The packs of children  --  I would guess them about eight to twelve years old and all of them well-behaved  --  who roam the boat have made my hammock one of their regular stops and I entertain them with the low-tech wonders from my shoulder bag.  An odd thing I noticed was that they didn’t seem to know how how to use a magnifying glass, insisting on holding it up to their eye like a monocle.  Or perhaps they simply found the idea of a monocle more interesting than a magnifying glass.  Though we had plenty of sun there were no ants at hand, so I had no occasion to teach them that childhood staple.  The idea of adjusting binoculars also seemed uncongenial to them.  They are very considerate children who, when they found me in my hammock writing or concentrating on something they would not disturb me but just pass by and some of them gently touch my shoulder.  At Óbidos, a little girl woke me from a nap so that I could see the town.


I get hot when I put on even my sunglasses.  How did Indiana Jones do it in a felt hat and leather jacket?  I discover that the fellow from San Francisco who runs the bar also sells bathroom tissue, something which the ship owners had apparently not considered part of our passage.  Also I discover that in the morning the soft drinks and beer are actually cold, which is not the case later in the day.

On a crowded boat there is of course a great deal of litter produced and I discovered that there were only two ways to dispose of it.  I could throw it into the river myself, or I could put it in one of the two small trash receptacles I have found on our deck and a member of the crew will throw it into the river on my behalf.  Embracing the ethical defense of an intervening moral agency, I chose the second of these.  It could be argued that there is a third option: to carry my trash with me when I leave the boat; but I suspect I would need to go quite some distance inland to be confident that it wouldn’t wind up back in the river, and futile actions are not ethically required.

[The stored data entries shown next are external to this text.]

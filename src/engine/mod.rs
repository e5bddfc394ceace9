// Engine modules: fixed-tick loop, input intents, physics

pub mod game_loop;
pub mod input;
pub mod physics;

As we sprawled about, perspiring, in our T-shirts, a German fellow showed me a glossy advertisement from our shipping line that showed a dapper traveler in a pith helmet and a text promising that a trip up the Amazon on one of their boats would be a real adventure.  He thought the ad was quite amusing.
     I am constantly moving about, trying to find a breeze or at least someplace less hot.  Even moving with tropical economy, I perspire continually.  Quite a few got off at Santarém, but there still seem almost as many on board as before.  In the constant press of people there is privacy only in my dreams.  And constant noise. A hard place for the spirit.  But on board the ship is the brown man’s tropics, not the white man’s tropics of verandahs and porters and servants with iced lemonade and long naps in the shade.  There are a few people on board who do not have hammocks and they sleep on life vests spread on the deck like a mattress , which however adequate it may be is less so when the deck is awash with rainwater, which they gamely ignore.  On board our boat it is not the tropics of those insulated by money and race and class.  Not some literary tropics where expats sip rum and write novels.  Despite all this, I am actually finding it interesting, as if there were some pleasure in the discomfort.  This was something new for me.